**Supplied data**
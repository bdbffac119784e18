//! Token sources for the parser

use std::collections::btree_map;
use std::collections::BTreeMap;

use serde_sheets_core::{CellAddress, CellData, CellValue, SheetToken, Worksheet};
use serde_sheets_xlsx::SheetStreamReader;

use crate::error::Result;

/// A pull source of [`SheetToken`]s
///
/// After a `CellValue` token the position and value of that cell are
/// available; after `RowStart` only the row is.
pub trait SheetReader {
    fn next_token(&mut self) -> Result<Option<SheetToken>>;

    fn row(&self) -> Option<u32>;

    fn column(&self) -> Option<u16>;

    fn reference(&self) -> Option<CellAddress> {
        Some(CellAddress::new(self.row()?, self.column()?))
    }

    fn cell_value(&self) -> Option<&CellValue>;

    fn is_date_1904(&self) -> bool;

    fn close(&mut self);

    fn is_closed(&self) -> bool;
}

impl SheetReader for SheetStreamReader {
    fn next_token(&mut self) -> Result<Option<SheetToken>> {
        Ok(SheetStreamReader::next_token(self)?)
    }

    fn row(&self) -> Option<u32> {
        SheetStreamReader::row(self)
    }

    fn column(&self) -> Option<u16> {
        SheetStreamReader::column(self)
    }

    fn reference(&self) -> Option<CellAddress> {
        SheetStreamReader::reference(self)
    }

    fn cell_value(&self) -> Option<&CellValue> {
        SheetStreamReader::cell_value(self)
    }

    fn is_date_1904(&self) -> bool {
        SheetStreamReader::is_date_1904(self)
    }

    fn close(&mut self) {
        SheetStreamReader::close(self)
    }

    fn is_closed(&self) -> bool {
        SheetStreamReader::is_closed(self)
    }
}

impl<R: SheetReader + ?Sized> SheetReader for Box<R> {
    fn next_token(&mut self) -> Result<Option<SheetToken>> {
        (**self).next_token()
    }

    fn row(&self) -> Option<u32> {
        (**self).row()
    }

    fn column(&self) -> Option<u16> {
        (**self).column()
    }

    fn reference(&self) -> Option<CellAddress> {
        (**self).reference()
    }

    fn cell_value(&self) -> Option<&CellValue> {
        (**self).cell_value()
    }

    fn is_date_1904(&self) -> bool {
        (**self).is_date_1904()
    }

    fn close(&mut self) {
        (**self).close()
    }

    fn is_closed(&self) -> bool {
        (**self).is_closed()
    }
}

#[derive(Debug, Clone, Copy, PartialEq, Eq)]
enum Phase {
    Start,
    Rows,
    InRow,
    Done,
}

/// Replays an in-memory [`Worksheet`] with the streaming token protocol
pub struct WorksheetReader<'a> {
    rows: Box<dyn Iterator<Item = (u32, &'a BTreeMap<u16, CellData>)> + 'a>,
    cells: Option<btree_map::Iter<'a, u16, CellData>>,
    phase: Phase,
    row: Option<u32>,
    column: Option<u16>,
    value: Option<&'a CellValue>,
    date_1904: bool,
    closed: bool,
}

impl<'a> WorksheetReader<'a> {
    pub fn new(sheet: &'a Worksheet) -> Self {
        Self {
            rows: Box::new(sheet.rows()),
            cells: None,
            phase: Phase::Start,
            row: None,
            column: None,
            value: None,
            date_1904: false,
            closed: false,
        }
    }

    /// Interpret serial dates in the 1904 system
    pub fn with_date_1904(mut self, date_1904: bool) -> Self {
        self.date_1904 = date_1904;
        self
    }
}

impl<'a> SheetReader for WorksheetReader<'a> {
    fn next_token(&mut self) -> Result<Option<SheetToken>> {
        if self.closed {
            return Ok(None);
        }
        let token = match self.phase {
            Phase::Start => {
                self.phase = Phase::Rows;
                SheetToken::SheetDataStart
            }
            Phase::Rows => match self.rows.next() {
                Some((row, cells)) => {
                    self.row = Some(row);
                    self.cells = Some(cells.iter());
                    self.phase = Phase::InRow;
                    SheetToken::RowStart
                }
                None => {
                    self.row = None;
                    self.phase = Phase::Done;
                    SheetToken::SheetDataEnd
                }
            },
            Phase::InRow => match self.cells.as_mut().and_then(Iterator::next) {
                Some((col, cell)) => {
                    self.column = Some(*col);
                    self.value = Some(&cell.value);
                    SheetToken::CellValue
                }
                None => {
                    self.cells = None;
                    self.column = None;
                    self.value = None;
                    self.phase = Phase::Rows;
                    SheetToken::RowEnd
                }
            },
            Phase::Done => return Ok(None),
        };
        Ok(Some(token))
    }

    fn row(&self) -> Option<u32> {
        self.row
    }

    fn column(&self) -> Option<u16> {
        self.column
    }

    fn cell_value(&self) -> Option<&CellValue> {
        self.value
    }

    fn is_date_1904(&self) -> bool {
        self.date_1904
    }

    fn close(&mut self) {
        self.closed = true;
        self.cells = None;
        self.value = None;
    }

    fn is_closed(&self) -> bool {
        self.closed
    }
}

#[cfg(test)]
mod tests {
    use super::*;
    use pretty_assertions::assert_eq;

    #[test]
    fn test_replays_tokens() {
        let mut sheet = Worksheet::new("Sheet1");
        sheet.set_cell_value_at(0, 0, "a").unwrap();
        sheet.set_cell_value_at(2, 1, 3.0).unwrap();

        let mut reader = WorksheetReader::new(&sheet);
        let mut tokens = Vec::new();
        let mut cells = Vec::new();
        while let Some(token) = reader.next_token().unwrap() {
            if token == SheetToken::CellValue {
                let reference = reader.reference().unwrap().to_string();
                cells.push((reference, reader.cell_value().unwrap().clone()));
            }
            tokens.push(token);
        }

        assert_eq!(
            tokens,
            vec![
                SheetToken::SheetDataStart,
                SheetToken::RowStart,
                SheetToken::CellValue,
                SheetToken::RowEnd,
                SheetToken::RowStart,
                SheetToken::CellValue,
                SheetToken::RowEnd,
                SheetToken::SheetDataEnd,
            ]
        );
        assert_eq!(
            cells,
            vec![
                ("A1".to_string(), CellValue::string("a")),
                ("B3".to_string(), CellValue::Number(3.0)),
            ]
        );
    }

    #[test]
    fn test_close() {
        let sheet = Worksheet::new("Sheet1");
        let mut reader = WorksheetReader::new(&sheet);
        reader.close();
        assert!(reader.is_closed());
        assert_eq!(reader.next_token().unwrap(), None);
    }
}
---
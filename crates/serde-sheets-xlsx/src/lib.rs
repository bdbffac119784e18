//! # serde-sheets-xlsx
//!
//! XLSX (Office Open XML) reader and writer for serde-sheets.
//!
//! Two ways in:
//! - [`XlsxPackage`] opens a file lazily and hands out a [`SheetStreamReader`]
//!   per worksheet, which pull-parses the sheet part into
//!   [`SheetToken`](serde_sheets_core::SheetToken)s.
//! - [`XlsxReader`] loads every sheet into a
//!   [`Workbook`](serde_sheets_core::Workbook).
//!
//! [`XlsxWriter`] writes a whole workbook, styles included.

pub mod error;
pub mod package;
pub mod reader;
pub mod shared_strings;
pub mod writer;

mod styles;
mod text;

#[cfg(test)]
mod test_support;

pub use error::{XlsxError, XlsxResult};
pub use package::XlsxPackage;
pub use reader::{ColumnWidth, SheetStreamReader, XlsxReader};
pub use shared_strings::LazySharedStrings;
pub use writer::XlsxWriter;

**Exercise brief**
Return each line of the material in which the string "Iterator" can be found.

**Response to this task**
    rows: Box<dyn Iterator<Item = (u32, &'a BTreeMap<u16, CellData>)> + 'a>,
            Phase::InRow => match self.cells.as_mut().and_then(Iterator::next) {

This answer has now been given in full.